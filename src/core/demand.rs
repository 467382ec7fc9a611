use crate::core::benchmarks::WeatherAdjustedBenchmark;
use crate::core::floor_area::BoundedBuilding;
use crate::core::units::kwh_to_mwh;
use rayon::prelude::*;
use strum::IntoEnumIterator;
use strum_macros::{AsRefStr, Display, EnumIter, EnumString, IntoStaticStr};
use tracing::instrument;

/// The annual demands estimated for every building, named by the column they are written to.
#[derive(
    AsRefStr,
    Clone,
    Copy,
    Debug,
    Display,
    EnumIter,
    EnumString,
    Eq,
    Hash,
    IntoStaticStr,
    PartialEq,
)]
pub enum DemandField {
    #[strum(serialize = "electricity_demand_mwh_per_y")]
    Electricity,
    #[strum(serialize = "fossil_fuel_demand_mwh_per_y")]
    FossilFuel,
    #[strum(serialize = "building_energy_mwh_per_y")]
    BuildingEnergy,
    #[strum(serialize = "process_energy_mwh_per_y")]
    ProcessEnergy,
    #[strum(serialize = "electricity_heat_demand_mwh_per_y")]
    ElectricityHeat,
    #[strum(serialize = "fossil_fuel_heat_demand_mwh_per_y")]
    FossilFuelHeat,
    #[strum(serialize = "industrial_low_temperature_heat_demand_mwh_per_y")]
    IndustrialLowTemperatureHeat,
    #[strum(serialize = "industrial_high_temperature_heat_demand_mwh_per_y")]
    IndustrialHighTemperatureHeat,
    /// Heat a district heating network could supply: fossil fuel heat plus low temperature
    /// industrial heat.
    #[strum(serialize = "heat_demand_mwh_per_y")]
    Heat,
}

impl DemandField {
    /// The benchmark intensity this demand is derived from, or `None` for demands built from other
    /// demands.
    fn intensity(&self, benchmark: &WeatherAdjustedBenchmark) -> Option<f64> {
        match self {
            DemandField::Electricity => benchmark.typical_electricity_kwh_per_m2y,
            DemandField::FossilFuel => benchmark.typical_fossil_fuel_kwh_per_m2y,
            DemandField::BuildingEnergy => benchmark.typical_building_energy_kwh_per_m2y,
            DemandField::ProcessEnergy => benchmark.typical_process_energy_kwh_per_m2y,
            DemandField::ElectricityHeat => benchmark.typical_electricity_heat_kwh_per_m2y,
            DemandField::FossilFuelHeat => benchmark.typical_fossil_fuel_heat_kwh_per_m2y,
            DemandField::IndustrialLowTemperatureHeat => {
                benchmark.typical_industrial_low_temperature_heat_kwh_per_m2y
            }
            DemandField::IndustrialHighTemperatureHeat => {
                benchmark.typical_industrial_high_temperature_heat_kwh_per_m2y
            }
            DemandField::Heat => None,
        }
    }

    /// Whether this demand is met by burning fossil fuel and so scaled by boiler efficiency.
    fn is_fossil_fuel_derived(&self) -> bool {
        matches!(self, DemandField::FossilFuel | DemandField::FossilFuelHeat)
    }
}

/// Annual demands of a single building in MWh/year. Every value is finite and non-negative.
#[derive(Clone, Copy, Debug, Default, PartialEq)]
pub struct DemandEstimate {
    pub electricity: f64,
    pub fossil_fuel: f64,
    pub building_energy: f64,
    pub process_energy: f64,
    pub electricity_heat: f64,
    pub fossil_fuel_heat: f64,
    pub industrial_low_temperature_heat: f64,
    pub industrial_high_temperature_heat: f64,
}

impl DemandEstimate {
    pub fn get(&self, field: DemandField) -> f64 {
        match field {
            DemandField::Electricity => self.electricity,
            DemandField::FossilFuel => self.fossil_fuel,
            DemandField::BuildingEnergy => self.building_energy,
            DemandField::ProcessEnergy => self.process_energy,
            DemandField::ElectricityHeat => self.electricity_heat,
            DemandField::FossilFuelHeat => self.fossil_fuel_heat,
            DemandField::IndustrialLowTemperatureHeat => self.industrial_low_temperature_heat,
            DemandField::IndustrialHighTemperatureHeat => self.industrial_high_temperature_heat,
            DemandField::Heat => self.fossil_fuel_heat + self.industrial_low_temperature_heat,
        }
    }

    pub fn from_benchmark(
        bounded_area_m2: Option<f64>,
        benchmark: Option<&WeatherAdjustedBenchmark>,
        boiler_efficiency: f64,
    ) -> Self {
        let demand = |field: DemandField| {
            let intensity = benchmark.and_then(|benchmark| field.intensity(benchmark));
            let efficiency = if field.is_fossil_fuel_derived() {
                boiler_efficiency
            } else {
                1.
            };
            annual_demand_mwh(bounded_area_m2, intensity, efficiency)
        };

        Self {
            electricity: demand(DemandField::Electricity),
            fossil_fuel: demand(DemandField::FossilFuel),
            building_energy: demand(DemandField::BuildingEnergy),
            process_energy: demand(DemandField::ProcessEnergy),
            electricity_heat: demand(DemandField::ElectricityHeat),
            fossil_fuel_heat: demand(DemandField::FossilFuelHeat),
            industrial_low_temperature_heat: demand(DemandField::IndustrialLowTemperatureHeat),
            industrial_high_temperature_heat: demand(DemandField::IndustrialHighTemperatureHeat),
        }
    }

    pub fn iter(&self) -> impl Iterator<Item = (DemandField, f64)> + '_ {
        DemandField::iter().map(|field| (field, self.get(field)))
    }
}

/// Demand in MWh/year of a floor area at a benchmark intensity in kWh/m²/year. A missing or
/// non-positive area, a missing intensity or an invalid product all count as zero demand.
pub(crate) fn annual_demand_mwh(
    area_m2: Option<f64>,
    intensity_kwh_per_m2y: Option<f64>,
    efficiency: f64,
) -> f64 {
    let (Some(area_m2), Some(intensity)) = (area_m2.filter(|area| *area > 0.), intensity_kwh_per_m2y)
    else {
        return 0.;
    };
    let demand = kwh_to_mwh(area_m2 * intensity) * efficiency;

    if demand.is_finite() && demand > 0. {
        demand
    } else {
        0.
    }
}

#[derive(Clone, Debug, PartialEq)]
pub struct BuildingDemand {
    pub bounded: BoundedBuilding,
    pub demand: DemandEstimate,
}

impl BuildingDemand {
    pub fn property_no(&self) -> &str {
        &self.bounded.matched.building.property_no
    }

    pub fn benchmark(&self) -> &str {
        &self.bounded.matched.benchmark
    }
}

/// Applies benchmark intensities to the bounded floor area of every building. Buildings are
/// independent of one another so are processed in parallel; output order matches input order.
#[instrument(skip_all)]
pub fn derive_demands(buildings: Vec<BoundedBuilding>, boiler_efficiency: f64) -> Vec<BuildingDemand> {
    buildings
        .into_par_iter()
        .map(|bounded| {
            let demand = DemandEstimate::from_benchmark(
                bounded.bounded_area_m2,
                bounded.matched.benchmark_row.as_deref(),
                boiler_efficiency,
            );
            BuildingDemand { bounded, demand }
        })
        .collect()
}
========
> [Aim of the exercise] The lines above, from the first through the one containing "use strum::IntoEnumIterator;", must be restated word for word, with nothing added.

> [Result for this task]
filename src/core/demand.rs
repository 467382ec7fc9a611
use crate::core::benchmarks::WeatherAdjustedBenchmark;
use crate::core::floor_area::BoundedBuilding;
use crate::core::units::kwh_to_mwh;
use rayon::prelude::*;
use strum::IntoEnumIterator;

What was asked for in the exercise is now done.